The reason why information can be transmitted in a useful way by electromagnetic waves is linearity of the electromagnetic wave equations, or in other words, the linear superposition principle. To put it simply, if you add together a signal (in the sense of an electromagnetic wave solution) in the frequency band 90.0-90.1 Mhz and another signal in the frequency band 100.0-100.1 Mhz, the result will again be a solution to the electromagnetic wave solution. Since this is true for all imaginable frequency combinations (including the composition of said frequency bands themselves), the frequencies do not influence each other. That is, by adding the signals together, there will not appear any new frequencies that are not part of the individual signals. Hence, information from the individual radio stations is conserved due to this linear superposition principle.

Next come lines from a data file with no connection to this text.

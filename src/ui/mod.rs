// otto-rs: Guided git release assistant
//
// SPDX-FileCopyrightText: 2026 Romeo Ahmed
// SPDX-License-Identifier: GPL-3.0-or-later

//! Terminal output.
//!
//! ```text
//!  Otto                      intro
//! │
//! ◇  Title ─────────         note
//! │  body
//! ├──────────────────
//! ✔ Committed                success / warn / info
//!  Bye!                      outro
//! ```
//!
//! Rendering functions take `color: bool` and return a `String`, so tests
//! compare plain text; the printing wrappers pass `true`.

mod banner;
mod spinner;
pub mod text;


pub use banner::{Banner, RepoStatus};
pub use spinner::Spinner;

use colored::Colorize;

/// Apply `style` only when `color` is set.
pub(crate) fn paint(text: &str, color: bool, style: impl Fn(&str) -> String) -> String {
    if color { style(text) } else { text.to_string() }
}

/// Boxed note with a title, as shown after a flow step.
#[must_use]
pub fn render_note(title: &str, body: &str, color: bool) -> String {
    let mut out = format!(
        "{}  {}\n",
        paint("◇", color, |s| s.green().to_string()),
        paint(title, color, |s| s.bold().to_string())
    );
    let bar = paint("│", color, |s| s.dimmed().to_string());
    for line in body.lines() {
        out.push_str(&format!("{bar}  {line}\n"));
    }
    out.push_str(&paint("├──────────────────", color, |s| s.dimmed().to_string()));
    out
}

pub fn note(title: &str, body: &str) {
    println!("{}", render_note(title, body, true));
}

pub fn intro(title: &str) {
    println!("{}", format!(" {title} ").on_cyan().black());
}

pub fn outro(message: &str) {
    println!("{}", message.bold());
}

pub fn success(message: &str) {
    println!("{}", format!("✔ {message}").green());
}

pub fn warn(message: &str) {
    println!("{}", format!("⚠ {message}").yellow());
}

pub fn error(message: &str) {
    println!("{}", format!("✖ {message}").red());
}

pub fn info(message: &str) {
    println!("{}", message.dimmed());
}

pub fn blank() {
    println!();
}
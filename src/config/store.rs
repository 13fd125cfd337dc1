// otto-rs: Guided git release assistant
//
// SPDX-FileCopyrightText: 2026 Romeo Ahmed
// SPDX-License-Identifier: GPL-3.0-or-later

//! Read-modify-write access to the JSON settings file.

use serde_json::{Map, Value};
use std::fmt;
use std::path::{Path, PathBuf};
use tracing::info;

use crate::error::{ConfigError, OttoResult};

/// Settings the user can edit from the settings menu.
#[derive(Debug, Clone, Copy, PartialEq, Eq)]
pub enum SettingKey {
    OpenAiApiKey,
    SheetWebhookUrl,
}

impl SettingKey {
    /// Key in the settings file.
    #[must_use]
    pub const fn as_str(self) -> &'static str {
        match self {
            Self::OpenAiApiKey => "openai_api_key",
            Self::SheetWebhookUrl => "sheet_webhook_url",
        }
    }

    /// Environment variable that overrides the stored value.
    #[must_use]
    pub const fn env_var(self) -> &'static str {
        match self {
            Self::OpenAiApiKey => "OPENAI_API_KEY",
            Self::SheetWebhookUrl => "GOOGLE_SHEET_WEBHOOK_URL",
        }
    }
}

impl fmt::Display for SettingKey {
    fn fmt(&self, f: &mut fmt::Formatter<'_>) -> fmt::Result {
        f.write_str(self.as_str())
    }
}

/// The settings file as a JSON object. Keys otto does not know about are
/// kept as they are.
#[derive(Debug, Clone)]
pub struct SettingsStore {
    path: PathBuf,
}

impl SettingsStore {
    pub fn new(path: impl Into<PathBuf>) -> Self {
        Self { path: path.into() }
    }

    #[must_use]
    pub fn path(&self) -> &Path {
        &self.path
    }

    /// Current contents; a missing file reads as an empty object.
    ///
    /// # Errors
    ///
    /// Returns `ConfigError::ReadError` if the file exists but cannot be read,
    /// and `ConfigError::ParseError` if it is not a JSON object.
    pub fn read(&self) -> OttoResult<Map<String, Value>> {
        let content = match std::fs::read_to_string(&self.path) {
            Ok(content) => content,
            Err(err) if err.kind() == std::io::ErrorKind::NotFound => return Ok(Map::new()),
            Err(source) => {
                return Err(ConfigError::ReadError {
                    path: self.path.display().to_string(),
                    source,
                }
                .into());
            }
        };
        if content.trim().is_empty() {
            return Ok(Map::new());
        }
        match serde_json::from_str::<Value>(&content) {
            Ok(Value::Object(map)) => Ok(map),
            Ok(_) => Err(self.parse_error("expected a JSON object")),
            Err(err) => Err(self.parse_error(err.to_string())),
        }
    }

    /// Set `key` to `value` and rewrite the file, creating parent
    /// directories as needed.
    ///
    /// # Errors
    ///
    /// Returns a `ConfigError` if the existing file cannot be read or the new
    /// contents cannot be written.
    pub fn update(&self, key: SettingKey, value: &str) -> OttoResult<()> {
        let mut settings = self.read()?;
        settings.insert(key.as_str().to_string(), Value::String(value.to_string()));

        let write_error = |source| ConfigError::WriteError {
            path: self.path.display().to_string(),
            source,
        };
        if let Some(parent) = self.path.parent().filter(|p| !p.as_os_str().is_empty()) {
            std::fs::create_dir_all(parent).map_err(write_error)?;
        }
        let mut content = serde_json::to_string_pretty(&Value::Object(settings))
            .map_err(|err| self.parse_error(err.to_string()))?;
        content.push('\n');
        std::fs::write(&self.path, content).map_err(write_error)?;

        info!(key = %key, path = %self.path.display(), "setting saved");
        Ok(())
    }

    fn parse_error(&self, message: impl Into<String>) -> crate::error::OttoError {
        ConfigError::ParseError {
            path: self.path.display().to_string(),
            message: message.into(),
        }
        .into()
    }
}
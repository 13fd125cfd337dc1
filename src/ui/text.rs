// otto-rs: Guided git release assistant
//
// SPDX-FileCopyrightText: 2026 Romeo Ahmed
// SPDX-License-Identifier: GPL-3.0-or-later

//! Text shaping for terminal output.

/// Greedy word wrap. A line grows while the line plus the next word stays
/// under `width` characters; a single long word gets a line of its own.
#[must_use]
pub fn wrap(text: &str, width: usize) -> String {
    let mut lines: Vec<String> = Vec::new();
    for word in text.split_whitespace() {
        match lines.last_mut() {
            Some(line) if line.chars().count() + word.chars().count() < width => {
                line.push(' ');
                line.push_str(word);
            }
            _ => lines.push(word.to_string()),
        }
    }
    lines.join("\n")
}

/// First `max` characters of `text`, never splitting a character.
#[must_use]
pub fn truncate_chars(text: &str, max: usize) -> &str {
    match text.char_indices().nth(max) {
        Some((end, _)) => &text[..end],
        None => text,
    }
}
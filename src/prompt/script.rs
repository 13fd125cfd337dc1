// otto-rs: Guided git release assistant
//
// SPDX-FileCopyrightText: 2026 Romeo Ahmed
// SPDX-License-Identifier: GPL-3.0-or-later

//! Scripted [`Prompt`] for flow tests.
//!
//! Answers are consumed in order. A select answer names the item by a
//! substring of its label. An input the validator rejects is recorded and the
//! question is asked again with the next answer, as the terminal does.
//! Running out of answers aborts, so a flow that asks more than the test
//! expects fails loudly instead of hanging.

use std::collections::VecDeque;

use super::{InputRequest, Prompt, Prompted, SelectItem};

#[derive(Debug, Clone, PartialEq, Eq)]
pub enum Answer {
    Select(String),
    Confirm(bool),
    Input(String),
    Cancel,
    Abort,
}

#[derive(Debug, Default)]
pub struct ScriptedPrompt {
    answers: VecDeque<Answer>,
    /// Every question asked, in order.
    pub asked: Vec<String>,
    /// Items offered by each select, in order.
    pub offered: Vec<Vec<String>>,
    /// Validation messages shown for rejected inputs.
    pub rejected: Vec<String>,
}

impl ScriptedPrompt {
    pub fn new(answers: impl IntoIterator<Item = Answer>) -> Self {
        Self {
            answers: answers.into_iter().collect(),
            ..Self::default()
        }
    }

    pub fn remaining(&self) -> usize {
        self.answers.len()
    }

    fn next(&mut self, message: &str) -> Answer {
        self.asked.push(message.to_string());
        self.answers.pop_front().unwrap_or(Answer::Abort)
    }
}

pub fn select(label: &str) -> Answer {
    Answer::Select(label.to_string())
}

pub fn input(text: &str) -> Answer {
    Answer::Input(text.to_string())
}

impl Prompt for ScriptedPrompt {
    fn select(&mut self, message: &str, items: &[SelectItem]) -> Prompted<usize> {
        self.offered
            .push(items.iter().map(|item| item.label.clone()).collect());
        match self.next(message) {
            Answer::Select(wanted) => items
                .iter()
                .position(|item| item.label.contains(&wanted))
                .map_or_else(
                    || panic!("no item matching {wanted:?} in {message:?}: {items:?}"),
                    Prompted::Submitted,
                ),
            Answer::Cancel => Prompted::Cancelled,
            Answer::Abort => Prompted::Aborted,
            other => panic!("expected a select answer for {message:?}, got {other:?}"),
        }
    }

    fn confirm(&mut self, message: &str, _default: bool) -> Prompted<bool> {
        match self.next(message) {
            Answer::Confirm(yes) => Prompted::Submitted(yes),
            Answer::Cancel => Prompted::Cancelled,
            Answer::Abort => Prompted::Aborted,
            other => panic!("expected a confirm answer for {message:?}, got {other:?}"),
        }
    }

    fn input(&mut self, request: &InputRequest<'_>) -> Prompted<String> {
        loop {
            match self.next(request.message) {
                Answer::Input(text) => {
                    let text = text.trim().to_string();
                    if text.is_empty() && !request.allow_empty {
                        return Prompted::Cancelled;
                    }
                    if let Some(validate) = request.validate
                        && let Err(reason) = validate(&text)
                    {
                        self.rejected.push(reason);
                        continue;
                    }
                    return Prompted::Submitted(text);
                }
                Answer::Cancel => return Prompted::Cancelled,
                Answer::Abort => return Prompted::Aborted,
                other => panic!(
                    "expected an input answer for {:?}, got {other:?}",
                    request.message
                ),
            }
        }
    }
}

Water surface waves are a good example of a medium where the linear superposition principle does not hold. Hence, it would not be a good idea to transmit speech through water surface waves. If two people spoke at the same time, you would hardly understand anything behind all the intermodulation distortion.
Your example of colors is misleading, since the brain is "engineered" to compose multiple colors into one (and, therfore, fool you about the true nature of electromagnetism). If you use a prism, however, and decompose the colors into their spectral components, you see that nature is different behind the veil of sensory delusion.
As to the technical details of the extraction of a specific radio channel from the mixture of all channels, valid answers have already been given. Let me just add some more details. It would certainly be possible, to design something like a prism for radio waves, to sort out different frequencies at different angles. But this would involve several conductors in certain arrangements, and then it is much easier to use just one conductor (an "antenna") that pre-selects a certain frequency range by its resonant properties. However, the main purpose of the antenna is not to narrow-select a certain radio station (to the contrary, you would like to be able to receice a bunch of stations without swapping antennas all the time). The main job is done by the receiver (which is the "prism" for radio stations). The most important principle today for selecting channels is: Multiplication.
By multiplying a 100.05 Mhz sinusoidal signal to the 100.0-100.1 Mhz radio station, two distinct signals are generated (note that what happens in the receiver is therefore now a nonlinear operation! we are not in free air anymore!). The first one is the sum frequency, which will be a band at about 200 Mhz. This signal changes way too fast to be useful, and is thrown away (by applying a lowpass filter). The second signal is the difference frequency, which is in the band -0.05 MHz to +0.05 Mhz. Surprise, we need a lot slower circuits to decode this one. All the other radio stations will also result in sum and difference signals in the mixture, but the 90 MHz station for example will bereappear at about -10 MHz (difference) and +190 Mhz (sum), both being so fast, we can throw them away again.
Now that we have a signal that is around DC (-0.05 MHz to +0.05 Mhz) we can just filter out the other nasty high frequency stuff, and do some more post-processing, depending on whether we have an amplitude modulated (AM) radio station, or a frequency-modulated (FM) one. In any case we have isolated the frequency range where the information of interest is located. That is how modern software based radios (SDR) work, sometimes in the GHz range (mobiles, WiFi, etc.), where it is hard to find reliable electronic circuits operating that fast.